# [Your task]
All lines in the data bearing the string "ConfigError" should be identified and copied.

Stored items:
____________
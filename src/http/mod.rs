//! HTTP protocol handling subsystem.
//!
//! # Data Flow
//! ```text
//! TCP connection (from the public listener)
//!     → server.rs (Axum setup, request ID, tracing)
//!     → pipeline.rs (resolve peer, sanitize/inject headers)
//!     → forward.rs (retarget, send upstream, stream response back)
//!     → error.rs (map failures to 500/502/504)
//!     → Send to client
//! ```

pub mod error;
pub mod forward;
pub mod pipeline;
pub mod server;

pub use error::{ForwardError, ProxyError};
pub use forward::Forwarder;
pub use pipeline::{Pipeline, RequestOutcome};
pub use server::ProxyServer;
//! Configuration loading from disk.

use std::fs;
use std::path::{Path, PathBuf};
use thiserror::Error;

use crate::config::schema::ProxyConfig;
use crate::config::upstream::UpstreamTarget;
use crate::config::validation::{validate_config, ValidationError};

/// Error type for configuration loading. Always fatal at startup.
#[derive(Debug, Error)]
pub enum ConfigError {
    #[error("failed to read {path:?}: {source}")]
    Io {
        path: PathBuf,
        #[source]
        source: std::io::Error,
    },

    #[error("failed to parse {path:?}: {source}")]
    Parse {
        path: PathBuf,
        #[source]
        source: toml::de::Error,
    },

    #[error("validation failed: {}", join(.0))]
    Validation(Vec<ValidationError>),
}

fn join(errors: &[ValidationError]) -> String {
    errors
        .iter()
        .map(ToString::to_string)
        .collect::<Vec<_>>()
        .join(", ")
}

/// Read a TOML configuration file without validating it.
///
/// Command-line overrides are applied on top before [`finalize`] runs.
pub fn load_config(path: &Path) -> Result<ProxyConfig, ConfigError> {
    let content = fs::read_to_string(path).map_err(|source| ConfigError::Io {
        path: path.to_path_buf(),
        source,
    })?;

    toml::from_str(&content).map_err(|source| ConfigError::Parse {
        path: path.to_path_buf(),
        source,
    })
}

/// Validate a fully-assembled configuration.
pub fn finalize(config: ProxyConfig) -> Result<(ProxyConfig, UpstreamTarget), ConfigError> {
    let target = validate_config(&config).map_err(ConfigError::Validation)?;
    Ok((config, target))
}

#[cfg(test)]
mod tests {
    use super::*;

    #[test]
    fn test_load_missing_file() {
        let err = load_config(Path::new("/nonexistent/ident-proxy.toml")).unwrap_err();
        assert!(matches!(err, ConfigError::Io { .. }));
    }

    #[test]
    fn test_load_and_finalize() {
        let path = std::env::temp_dir().join(format!("ident-proxy-{}.toml", uuid::Uuid::new_v4()));
        fs::write(
            &path,
            "[upstream]\nurl = \"http://127.0.0.1:5556\"\ntimeout_secs = 10\n",
        )
        .unwrap();

        let config = load_config(&path).unwrap();
        let _ = fs::remove_file(&path);
        let (config, target) = finalize(config).unwrap();

        assert_eq!(config.upstream.timeout_secs, 10);
        assert_eq!(target.authority().as_str(), "127.0.0.1:5556");
    }

    #[test]
    fn test_parse_error() {
        let path = std::env::temp_dir().join(format!("ident-proxy-{}.toml", uuid::Uuid::new_v4()));
        fs::write(&path, "[upstream\nurl = 1").unwrap();

        let err = load_config(&path).unwrap_err();
        let _ = fs::remove_file(&path);
        assert!(matches!(err, ConfigError::Parse { .. }));
    }

    #[test]
    fn test_validation_message_lists_errors() {
        let err = finalize(ProxyConfig::default()).unwrap_err();
        assert_eq!(err.to_string(), "validation failed: upstream url must be set");
    }
}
____________
# [Your solution]
pub enum ConfigError {
pub fn load_config(path: &Path) -> Result<ProxyConfig, ConfigError> {
    let content = fs::read_to_string(path).map_err(|source| ConfigError::Io {
    toml::from_str(&content).map_err(|source| ConfigError::Parse {
pub fn finalize(config: ProxyConfig) -> Result<(ProxyConfig, UpstreamTarget), ConfigError> {
    let target = validate_config(&config).map_err(ConfigError::Validation)?;
        assert!(matches!(err, ConfigError::Io { .. }));
        assert!(matches!(err, ConfigError::Parse { .. }));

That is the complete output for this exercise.